_What the task requires_. Below is a listing. Write out exactly its lines between the one holding "for record in reader.records()" and the one holding "the larger lacks.", inclusive.

_Material shown_.
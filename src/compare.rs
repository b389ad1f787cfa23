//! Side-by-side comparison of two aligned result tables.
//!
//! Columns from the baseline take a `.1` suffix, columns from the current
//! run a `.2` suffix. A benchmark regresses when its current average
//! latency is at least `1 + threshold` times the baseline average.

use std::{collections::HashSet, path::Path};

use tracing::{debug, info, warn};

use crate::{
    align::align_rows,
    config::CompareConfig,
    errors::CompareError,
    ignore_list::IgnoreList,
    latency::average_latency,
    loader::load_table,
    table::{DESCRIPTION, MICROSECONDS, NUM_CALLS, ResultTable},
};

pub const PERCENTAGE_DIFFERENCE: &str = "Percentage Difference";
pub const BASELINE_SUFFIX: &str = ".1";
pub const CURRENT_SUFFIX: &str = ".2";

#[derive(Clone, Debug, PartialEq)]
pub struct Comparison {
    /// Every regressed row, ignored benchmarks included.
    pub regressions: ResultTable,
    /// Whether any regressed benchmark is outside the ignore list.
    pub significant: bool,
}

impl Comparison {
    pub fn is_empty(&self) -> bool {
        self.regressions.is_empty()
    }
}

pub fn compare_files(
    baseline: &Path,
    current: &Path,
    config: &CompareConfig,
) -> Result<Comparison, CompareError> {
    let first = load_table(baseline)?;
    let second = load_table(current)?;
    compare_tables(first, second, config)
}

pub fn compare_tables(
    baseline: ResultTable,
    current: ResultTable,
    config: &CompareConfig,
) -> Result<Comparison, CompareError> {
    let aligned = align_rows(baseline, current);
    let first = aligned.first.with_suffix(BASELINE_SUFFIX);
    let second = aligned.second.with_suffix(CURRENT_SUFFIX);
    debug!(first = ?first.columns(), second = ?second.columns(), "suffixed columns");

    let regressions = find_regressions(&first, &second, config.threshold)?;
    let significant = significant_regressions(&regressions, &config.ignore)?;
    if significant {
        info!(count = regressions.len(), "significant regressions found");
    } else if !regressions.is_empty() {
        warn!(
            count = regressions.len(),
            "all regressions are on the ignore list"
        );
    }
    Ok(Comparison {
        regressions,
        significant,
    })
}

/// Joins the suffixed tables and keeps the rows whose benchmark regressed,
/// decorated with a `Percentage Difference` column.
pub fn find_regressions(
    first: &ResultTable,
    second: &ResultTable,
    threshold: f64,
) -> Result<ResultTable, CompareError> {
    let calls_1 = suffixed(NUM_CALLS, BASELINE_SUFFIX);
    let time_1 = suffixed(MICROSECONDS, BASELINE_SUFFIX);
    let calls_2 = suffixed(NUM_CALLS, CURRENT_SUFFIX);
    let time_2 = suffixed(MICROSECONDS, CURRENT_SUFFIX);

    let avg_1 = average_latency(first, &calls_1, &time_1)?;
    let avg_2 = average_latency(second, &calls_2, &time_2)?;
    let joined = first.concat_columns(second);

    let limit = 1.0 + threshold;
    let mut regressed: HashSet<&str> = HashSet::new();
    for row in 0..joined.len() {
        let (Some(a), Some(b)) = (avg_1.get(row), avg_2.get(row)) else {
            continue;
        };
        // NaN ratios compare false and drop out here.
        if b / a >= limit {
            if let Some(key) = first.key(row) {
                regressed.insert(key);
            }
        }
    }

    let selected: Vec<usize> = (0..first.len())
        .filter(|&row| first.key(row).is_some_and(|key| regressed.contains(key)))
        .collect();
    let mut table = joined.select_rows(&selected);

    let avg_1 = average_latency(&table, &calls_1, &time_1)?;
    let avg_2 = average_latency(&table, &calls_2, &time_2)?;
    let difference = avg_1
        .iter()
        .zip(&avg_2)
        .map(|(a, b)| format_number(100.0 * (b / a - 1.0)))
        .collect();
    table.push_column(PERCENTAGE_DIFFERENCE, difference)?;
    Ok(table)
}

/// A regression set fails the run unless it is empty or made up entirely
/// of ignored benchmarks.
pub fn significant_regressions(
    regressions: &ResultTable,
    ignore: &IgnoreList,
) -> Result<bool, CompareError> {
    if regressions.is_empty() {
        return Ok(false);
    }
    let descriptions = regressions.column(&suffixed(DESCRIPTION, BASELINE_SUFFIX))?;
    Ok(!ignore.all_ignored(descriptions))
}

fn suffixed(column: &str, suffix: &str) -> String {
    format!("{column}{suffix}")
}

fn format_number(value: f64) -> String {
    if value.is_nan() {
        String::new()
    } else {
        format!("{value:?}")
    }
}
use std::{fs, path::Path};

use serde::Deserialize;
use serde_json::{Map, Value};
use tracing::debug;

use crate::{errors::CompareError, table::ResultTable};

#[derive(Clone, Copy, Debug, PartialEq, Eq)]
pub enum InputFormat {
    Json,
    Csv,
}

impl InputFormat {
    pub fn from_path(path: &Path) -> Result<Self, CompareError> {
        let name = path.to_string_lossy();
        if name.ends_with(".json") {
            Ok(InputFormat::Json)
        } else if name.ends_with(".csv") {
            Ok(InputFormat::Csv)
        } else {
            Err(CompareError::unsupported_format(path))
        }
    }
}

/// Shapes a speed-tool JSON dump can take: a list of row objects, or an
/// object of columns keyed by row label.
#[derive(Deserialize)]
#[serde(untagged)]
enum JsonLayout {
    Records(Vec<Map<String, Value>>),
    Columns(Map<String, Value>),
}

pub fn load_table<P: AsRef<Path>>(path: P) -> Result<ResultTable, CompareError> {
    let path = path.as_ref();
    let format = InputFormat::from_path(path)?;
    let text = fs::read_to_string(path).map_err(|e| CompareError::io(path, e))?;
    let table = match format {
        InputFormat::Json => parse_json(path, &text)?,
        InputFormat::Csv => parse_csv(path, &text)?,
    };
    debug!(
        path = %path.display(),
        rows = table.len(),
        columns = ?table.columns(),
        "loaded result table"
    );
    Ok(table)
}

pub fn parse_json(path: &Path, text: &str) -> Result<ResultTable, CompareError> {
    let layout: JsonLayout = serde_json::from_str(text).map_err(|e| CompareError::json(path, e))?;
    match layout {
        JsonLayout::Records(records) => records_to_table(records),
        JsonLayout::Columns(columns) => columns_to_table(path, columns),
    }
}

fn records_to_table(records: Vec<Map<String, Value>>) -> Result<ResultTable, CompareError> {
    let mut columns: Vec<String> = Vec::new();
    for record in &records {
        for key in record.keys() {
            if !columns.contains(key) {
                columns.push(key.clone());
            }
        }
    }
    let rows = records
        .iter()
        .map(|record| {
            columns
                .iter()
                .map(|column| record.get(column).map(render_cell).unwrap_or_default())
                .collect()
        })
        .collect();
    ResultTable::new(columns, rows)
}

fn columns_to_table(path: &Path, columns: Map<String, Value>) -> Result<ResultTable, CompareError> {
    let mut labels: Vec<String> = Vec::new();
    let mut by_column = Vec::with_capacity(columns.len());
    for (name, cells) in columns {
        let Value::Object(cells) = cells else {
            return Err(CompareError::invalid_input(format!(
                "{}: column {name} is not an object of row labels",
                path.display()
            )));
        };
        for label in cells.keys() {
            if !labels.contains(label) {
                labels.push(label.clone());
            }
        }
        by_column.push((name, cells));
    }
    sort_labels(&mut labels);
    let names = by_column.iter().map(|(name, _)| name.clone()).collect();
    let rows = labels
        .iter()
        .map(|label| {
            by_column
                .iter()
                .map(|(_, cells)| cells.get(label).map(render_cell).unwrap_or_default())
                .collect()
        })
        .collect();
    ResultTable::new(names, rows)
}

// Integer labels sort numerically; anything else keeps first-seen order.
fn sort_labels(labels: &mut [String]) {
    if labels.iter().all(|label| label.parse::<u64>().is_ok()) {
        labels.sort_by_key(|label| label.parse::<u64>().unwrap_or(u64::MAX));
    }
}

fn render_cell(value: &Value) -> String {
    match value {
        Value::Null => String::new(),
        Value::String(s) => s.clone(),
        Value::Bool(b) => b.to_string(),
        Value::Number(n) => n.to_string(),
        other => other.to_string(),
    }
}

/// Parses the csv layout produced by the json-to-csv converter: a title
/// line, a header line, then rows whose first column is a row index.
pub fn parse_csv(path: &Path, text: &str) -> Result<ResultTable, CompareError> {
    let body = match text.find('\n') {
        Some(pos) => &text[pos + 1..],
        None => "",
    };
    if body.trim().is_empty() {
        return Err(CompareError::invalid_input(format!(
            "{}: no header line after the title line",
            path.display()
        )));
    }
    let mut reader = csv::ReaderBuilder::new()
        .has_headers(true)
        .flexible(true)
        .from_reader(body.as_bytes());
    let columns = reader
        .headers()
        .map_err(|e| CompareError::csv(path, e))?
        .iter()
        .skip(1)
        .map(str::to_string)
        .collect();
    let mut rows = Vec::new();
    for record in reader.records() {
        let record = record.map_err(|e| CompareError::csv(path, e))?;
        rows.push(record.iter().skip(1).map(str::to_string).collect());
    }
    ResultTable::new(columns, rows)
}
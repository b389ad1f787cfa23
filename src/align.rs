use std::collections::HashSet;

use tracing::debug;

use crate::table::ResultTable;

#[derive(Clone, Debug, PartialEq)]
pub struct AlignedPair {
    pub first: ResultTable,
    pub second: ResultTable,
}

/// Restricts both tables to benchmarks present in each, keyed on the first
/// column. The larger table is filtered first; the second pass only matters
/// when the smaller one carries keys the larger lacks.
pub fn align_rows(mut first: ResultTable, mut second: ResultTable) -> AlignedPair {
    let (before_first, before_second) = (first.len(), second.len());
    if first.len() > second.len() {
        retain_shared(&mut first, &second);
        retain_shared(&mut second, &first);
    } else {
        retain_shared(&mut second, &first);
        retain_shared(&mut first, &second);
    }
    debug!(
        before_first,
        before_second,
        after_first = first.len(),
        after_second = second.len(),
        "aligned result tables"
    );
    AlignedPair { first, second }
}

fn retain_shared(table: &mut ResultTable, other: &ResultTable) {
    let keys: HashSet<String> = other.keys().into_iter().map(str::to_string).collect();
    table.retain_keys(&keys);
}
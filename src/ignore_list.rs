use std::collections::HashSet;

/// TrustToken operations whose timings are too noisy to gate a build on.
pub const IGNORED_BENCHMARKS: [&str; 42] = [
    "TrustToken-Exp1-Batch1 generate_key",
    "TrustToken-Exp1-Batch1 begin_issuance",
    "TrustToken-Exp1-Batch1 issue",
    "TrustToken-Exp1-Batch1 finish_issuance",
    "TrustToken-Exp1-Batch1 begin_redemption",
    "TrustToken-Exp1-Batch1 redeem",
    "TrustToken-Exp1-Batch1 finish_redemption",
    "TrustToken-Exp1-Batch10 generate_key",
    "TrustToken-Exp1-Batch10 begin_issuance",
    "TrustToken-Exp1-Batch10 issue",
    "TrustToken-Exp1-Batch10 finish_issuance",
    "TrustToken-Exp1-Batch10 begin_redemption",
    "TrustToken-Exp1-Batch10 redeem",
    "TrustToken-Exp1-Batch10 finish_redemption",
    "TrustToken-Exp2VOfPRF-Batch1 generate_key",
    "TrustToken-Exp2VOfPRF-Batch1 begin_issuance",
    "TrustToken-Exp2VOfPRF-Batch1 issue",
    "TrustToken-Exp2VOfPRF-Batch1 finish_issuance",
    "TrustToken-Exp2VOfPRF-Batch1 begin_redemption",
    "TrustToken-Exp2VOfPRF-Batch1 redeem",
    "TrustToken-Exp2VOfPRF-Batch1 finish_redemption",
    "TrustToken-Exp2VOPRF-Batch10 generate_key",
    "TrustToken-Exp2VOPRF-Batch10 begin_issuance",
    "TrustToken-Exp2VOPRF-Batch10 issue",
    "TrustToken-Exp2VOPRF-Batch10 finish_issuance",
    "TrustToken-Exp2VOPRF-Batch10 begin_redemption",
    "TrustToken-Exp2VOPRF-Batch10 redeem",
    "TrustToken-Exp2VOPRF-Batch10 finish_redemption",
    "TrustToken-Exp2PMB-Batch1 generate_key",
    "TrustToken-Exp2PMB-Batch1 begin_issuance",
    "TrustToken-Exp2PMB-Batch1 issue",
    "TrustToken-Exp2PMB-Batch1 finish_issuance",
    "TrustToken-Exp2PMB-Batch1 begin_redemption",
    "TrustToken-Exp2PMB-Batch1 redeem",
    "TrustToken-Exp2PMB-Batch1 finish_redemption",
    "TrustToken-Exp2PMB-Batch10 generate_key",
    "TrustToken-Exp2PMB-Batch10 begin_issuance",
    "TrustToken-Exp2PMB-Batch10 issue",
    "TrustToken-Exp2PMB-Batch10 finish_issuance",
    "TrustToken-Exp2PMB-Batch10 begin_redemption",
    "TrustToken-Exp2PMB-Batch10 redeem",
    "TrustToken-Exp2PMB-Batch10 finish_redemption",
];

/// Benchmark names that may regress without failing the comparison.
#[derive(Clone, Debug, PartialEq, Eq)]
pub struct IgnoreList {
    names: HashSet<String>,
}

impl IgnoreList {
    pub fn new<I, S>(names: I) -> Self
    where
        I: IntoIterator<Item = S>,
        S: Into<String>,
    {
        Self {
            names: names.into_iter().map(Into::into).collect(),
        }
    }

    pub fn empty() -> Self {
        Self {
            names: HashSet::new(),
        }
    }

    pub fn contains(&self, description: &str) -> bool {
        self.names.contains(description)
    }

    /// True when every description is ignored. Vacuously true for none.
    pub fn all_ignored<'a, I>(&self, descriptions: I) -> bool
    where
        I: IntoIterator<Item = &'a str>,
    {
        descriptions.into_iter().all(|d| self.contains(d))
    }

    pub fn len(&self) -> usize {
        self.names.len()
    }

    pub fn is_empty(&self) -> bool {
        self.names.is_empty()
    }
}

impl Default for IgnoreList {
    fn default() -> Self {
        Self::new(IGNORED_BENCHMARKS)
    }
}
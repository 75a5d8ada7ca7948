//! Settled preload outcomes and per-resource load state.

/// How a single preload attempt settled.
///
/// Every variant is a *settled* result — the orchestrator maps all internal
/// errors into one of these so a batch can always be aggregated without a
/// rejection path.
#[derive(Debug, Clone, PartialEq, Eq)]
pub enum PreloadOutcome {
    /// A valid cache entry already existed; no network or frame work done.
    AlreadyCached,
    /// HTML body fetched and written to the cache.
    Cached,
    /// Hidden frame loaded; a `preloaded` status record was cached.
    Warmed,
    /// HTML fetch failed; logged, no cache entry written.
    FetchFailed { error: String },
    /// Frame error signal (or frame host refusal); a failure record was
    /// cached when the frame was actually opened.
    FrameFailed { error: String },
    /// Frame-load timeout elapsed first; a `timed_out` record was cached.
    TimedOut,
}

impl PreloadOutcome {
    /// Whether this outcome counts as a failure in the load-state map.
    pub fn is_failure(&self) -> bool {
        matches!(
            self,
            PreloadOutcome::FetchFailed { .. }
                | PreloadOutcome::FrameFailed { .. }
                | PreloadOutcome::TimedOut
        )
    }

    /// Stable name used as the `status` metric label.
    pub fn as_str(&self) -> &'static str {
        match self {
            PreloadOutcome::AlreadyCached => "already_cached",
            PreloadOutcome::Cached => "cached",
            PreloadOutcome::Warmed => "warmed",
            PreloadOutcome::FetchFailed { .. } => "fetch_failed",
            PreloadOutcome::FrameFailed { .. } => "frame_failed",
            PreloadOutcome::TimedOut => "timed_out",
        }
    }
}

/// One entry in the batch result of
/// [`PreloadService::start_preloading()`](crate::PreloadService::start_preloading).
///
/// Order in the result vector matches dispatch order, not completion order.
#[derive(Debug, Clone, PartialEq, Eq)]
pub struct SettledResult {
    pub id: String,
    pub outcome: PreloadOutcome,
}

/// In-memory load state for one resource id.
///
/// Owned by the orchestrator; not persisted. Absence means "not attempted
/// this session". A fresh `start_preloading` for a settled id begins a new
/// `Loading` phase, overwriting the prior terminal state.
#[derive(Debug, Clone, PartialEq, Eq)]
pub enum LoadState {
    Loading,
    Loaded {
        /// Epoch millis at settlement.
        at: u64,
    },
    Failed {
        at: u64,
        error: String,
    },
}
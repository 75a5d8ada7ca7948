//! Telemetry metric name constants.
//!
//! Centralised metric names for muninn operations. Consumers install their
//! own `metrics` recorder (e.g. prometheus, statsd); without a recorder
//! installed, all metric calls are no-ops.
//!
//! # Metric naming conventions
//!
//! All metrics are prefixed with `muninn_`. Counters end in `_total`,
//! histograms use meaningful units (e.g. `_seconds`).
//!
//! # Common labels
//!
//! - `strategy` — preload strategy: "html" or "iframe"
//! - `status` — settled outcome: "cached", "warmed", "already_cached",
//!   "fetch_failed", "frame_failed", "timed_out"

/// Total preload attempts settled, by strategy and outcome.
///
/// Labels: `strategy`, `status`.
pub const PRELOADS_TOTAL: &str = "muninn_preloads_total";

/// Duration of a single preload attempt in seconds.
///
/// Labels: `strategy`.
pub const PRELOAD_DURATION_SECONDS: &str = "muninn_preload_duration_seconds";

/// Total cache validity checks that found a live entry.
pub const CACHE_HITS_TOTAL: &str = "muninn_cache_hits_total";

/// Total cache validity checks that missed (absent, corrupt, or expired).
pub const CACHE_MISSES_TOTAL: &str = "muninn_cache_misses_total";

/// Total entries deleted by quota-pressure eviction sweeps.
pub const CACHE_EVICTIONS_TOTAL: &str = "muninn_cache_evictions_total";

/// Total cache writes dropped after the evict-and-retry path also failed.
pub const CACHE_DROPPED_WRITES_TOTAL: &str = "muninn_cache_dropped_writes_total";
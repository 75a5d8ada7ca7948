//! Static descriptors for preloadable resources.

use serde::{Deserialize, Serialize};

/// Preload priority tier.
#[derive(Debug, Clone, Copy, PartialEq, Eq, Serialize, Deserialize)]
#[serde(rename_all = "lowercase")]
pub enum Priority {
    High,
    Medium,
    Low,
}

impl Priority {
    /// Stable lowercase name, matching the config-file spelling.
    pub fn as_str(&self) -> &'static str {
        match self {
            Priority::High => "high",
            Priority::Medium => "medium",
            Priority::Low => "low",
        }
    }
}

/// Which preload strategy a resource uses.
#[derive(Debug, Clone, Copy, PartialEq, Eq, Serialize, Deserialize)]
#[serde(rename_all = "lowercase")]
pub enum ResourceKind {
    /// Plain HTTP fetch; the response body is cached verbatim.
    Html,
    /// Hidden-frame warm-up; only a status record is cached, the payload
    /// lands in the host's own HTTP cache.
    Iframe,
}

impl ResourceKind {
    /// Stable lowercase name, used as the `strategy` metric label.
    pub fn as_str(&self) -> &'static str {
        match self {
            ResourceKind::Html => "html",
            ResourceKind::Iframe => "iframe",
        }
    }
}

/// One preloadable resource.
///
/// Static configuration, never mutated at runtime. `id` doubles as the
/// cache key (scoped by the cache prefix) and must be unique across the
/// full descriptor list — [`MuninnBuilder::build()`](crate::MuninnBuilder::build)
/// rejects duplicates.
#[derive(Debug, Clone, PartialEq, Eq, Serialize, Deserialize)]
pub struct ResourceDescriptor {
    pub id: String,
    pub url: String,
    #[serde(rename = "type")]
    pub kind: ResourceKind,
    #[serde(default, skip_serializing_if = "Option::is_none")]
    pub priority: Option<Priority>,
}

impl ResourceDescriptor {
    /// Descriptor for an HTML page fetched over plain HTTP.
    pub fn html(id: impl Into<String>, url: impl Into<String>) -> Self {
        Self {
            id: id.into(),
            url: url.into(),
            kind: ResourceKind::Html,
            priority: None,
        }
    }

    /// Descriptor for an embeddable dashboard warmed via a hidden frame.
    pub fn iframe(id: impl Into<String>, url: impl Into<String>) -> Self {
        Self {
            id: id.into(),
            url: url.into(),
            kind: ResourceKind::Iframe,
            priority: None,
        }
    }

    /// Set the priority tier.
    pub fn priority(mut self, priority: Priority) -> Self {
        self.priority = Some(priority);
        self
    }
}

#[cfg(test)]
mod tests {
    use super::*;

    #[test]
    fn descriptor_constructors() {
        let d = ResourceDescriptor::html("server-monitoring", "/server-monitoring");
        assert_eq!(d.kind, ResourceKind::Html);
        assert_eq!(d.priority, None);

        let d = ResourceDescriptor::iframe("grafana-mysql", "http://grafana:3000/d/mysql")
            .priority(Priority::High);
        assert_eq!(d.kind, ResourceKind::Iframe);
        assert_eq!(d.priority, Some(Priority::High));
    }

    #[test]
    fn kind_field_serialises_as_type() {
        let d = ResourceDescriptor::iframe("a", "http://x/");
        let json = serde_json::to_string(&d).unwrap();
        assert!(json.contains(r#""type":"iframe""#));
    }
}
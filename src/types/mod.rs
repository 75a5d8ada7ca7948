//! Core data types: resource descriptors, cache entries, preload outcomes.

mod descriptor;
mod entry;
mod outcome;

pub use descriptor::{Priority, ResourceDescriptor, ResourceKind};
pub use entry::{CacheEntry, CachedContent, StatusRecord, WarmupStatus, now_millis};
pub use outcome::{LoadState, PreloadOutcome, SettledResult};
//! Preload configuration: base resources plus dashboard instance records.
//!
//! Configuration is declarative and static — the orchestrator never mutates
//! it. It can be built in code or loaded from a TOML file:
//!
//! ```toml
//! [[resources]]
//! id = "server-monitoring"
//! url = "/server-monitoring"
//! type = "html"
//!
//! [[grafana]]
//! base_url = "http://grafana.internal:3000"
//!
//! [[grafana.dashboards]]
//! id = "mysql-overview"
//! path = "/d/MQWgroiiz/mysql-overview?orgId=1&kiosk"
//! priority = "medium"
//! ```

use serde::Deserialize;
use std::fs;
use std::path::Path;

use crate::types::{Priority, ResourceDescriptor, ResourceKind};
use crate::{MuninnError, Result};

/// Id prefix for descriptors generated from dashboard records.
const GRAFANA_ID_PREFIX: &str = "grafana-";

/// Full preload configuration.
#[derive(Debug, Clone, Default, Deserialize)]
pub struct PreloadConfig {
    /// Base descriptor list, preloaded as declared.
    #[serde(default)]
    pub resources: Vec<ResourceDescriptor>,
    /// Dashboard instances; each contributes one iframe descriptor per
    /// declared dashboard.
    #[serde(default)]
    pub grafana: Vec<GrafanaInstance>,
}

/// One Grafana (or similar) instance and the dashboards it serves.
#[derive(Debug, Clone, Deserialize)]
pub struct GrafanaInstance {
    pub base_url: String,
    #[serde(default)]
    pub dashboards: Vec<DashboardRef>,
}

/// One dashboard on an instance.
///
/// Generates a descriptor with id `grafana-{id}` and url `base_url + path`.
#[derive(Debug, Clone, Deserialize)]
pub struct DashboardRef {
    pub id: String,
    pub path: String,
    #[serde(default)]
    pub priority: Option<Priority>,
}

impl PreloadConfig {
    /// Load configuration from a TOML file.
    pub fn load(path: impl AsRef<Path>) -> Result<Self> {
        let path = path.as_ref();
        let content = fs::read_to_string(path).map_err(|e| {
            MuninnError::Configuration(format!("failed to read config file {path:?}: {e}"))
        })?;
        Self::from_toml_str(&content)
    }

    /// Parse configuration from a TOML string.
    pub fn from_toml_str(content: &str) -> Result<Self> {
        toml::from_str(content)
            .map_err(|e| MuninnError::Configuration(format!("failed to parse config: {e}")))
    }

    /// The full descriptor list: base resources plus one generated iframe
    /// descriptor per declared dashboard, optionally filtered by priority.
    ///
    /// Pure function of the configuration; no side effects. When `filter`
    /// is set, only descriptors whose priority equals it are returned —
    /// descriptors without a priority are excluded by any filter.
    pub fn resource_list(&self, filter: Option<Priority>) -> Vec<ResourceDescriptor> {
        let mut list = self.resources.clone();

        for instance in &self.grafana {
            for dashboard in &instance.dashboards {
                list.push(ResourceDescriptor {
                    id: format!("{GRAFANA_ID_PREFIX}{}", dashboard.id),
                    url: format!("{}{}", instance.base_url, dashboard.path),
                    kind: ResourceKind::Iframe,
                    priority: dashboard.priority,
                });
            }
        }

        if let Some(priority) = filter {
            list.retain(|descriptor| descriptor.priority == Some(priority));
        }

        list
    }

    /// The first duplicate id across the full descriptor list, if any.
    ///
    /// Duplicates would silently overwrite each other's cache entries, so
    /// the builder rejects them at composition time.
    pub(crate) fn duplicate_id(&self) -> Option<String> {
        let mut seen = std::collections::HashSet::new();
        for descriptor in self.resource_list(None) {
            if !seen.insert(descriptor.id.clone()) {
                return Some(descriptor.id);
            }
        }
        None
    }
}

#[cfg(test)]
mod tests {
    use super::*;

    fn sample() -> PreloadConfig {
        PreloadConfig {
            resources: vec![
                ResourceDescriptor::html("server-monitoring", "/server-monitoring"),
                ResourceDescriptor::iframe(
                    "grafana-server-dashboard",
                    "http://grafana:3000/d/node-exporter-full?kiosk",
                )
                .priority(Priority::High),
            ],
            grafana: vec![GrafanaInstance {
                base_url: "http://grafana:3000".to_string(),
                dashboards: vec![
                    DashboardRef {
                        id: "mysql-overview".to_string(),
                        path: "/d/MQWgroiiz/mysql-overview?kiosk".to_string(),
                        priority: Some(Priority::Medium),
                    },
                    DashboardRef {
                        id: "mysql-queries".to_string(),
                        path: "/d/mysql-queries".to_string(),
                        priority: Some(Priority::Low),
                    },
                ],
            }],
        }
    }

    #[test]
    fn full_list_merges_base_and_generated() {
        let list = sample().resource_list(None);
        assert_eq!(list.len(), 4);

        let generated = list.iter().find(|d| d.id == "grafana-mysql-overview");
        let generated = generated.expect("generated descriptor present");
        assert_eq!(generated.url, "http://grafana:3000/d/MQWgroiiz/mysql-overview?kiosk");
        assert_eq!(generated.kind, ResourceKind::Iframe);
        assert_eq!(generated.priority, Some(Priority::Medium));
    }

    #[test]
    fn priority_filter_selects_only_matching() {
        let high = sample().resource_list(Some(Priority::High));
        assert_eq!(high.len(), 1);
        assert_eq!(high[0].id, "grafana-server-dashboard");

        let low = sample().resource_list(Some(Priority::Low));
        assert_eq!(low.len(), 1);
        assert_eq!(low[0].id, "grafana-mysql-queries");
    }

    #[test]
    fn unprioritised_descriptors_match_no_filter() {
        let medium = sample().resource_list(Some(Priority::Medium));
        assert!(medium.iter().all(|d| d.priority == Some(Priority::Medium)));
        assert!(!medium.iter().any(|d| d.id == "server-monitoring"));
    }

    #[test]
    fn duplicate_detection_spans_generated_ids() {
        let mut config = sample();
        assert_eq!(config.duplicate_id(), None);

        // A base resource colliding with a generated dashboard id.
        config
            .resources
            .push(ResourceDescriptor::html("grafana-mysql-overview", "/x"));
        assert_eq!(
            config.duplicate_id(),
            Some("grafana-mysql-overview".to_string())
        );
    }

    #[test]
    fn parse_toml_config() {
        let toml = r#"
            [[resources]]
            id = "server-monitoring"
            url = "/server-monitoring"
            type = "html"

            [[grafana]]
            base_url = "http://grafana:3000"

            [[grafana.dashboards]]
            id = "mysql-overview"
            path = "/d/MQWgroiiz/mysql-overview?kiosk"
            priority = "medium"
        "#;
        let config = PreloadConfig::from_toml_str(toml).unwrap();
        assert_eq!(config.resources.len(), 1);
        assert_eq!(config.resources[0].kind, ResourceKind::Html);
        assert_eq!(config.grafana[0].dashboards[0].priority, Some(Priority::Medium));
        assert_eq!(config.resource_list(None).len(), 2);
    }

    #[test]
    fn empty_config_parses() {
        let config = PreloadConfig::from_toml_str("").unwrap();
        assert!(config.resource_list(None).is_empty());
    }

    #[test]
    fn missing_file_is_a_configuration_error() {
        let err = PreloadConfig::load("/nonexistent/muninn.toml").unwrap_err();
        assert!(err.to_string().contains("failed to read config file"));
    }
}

_Response_.
    for record in reader.records() {
        let record = record.map_err(|e| CompareError::csv(path, e))?;
        rows.push(record.iter().skip(1).map(str::to_string).collect());
    }
    ResultTable::new(columns, rows)
}
repository b389ad1f787cfa23
filename src/align.rs
use std::collections::HashSet;

use tracing::debug;

use crate::table::ResultTable;

#[derive(Clone, Debug, PartialEq)]
pub struct AlignedPair {
    pub first: ResultTable,
    pub second: ResultTable,
}

/// Restricts both tables to benchmarks present in each, keyed on the first
/// column. The larger table is filtered first; the second pass only matters
/// when the smaller one carries keys the larger lacks.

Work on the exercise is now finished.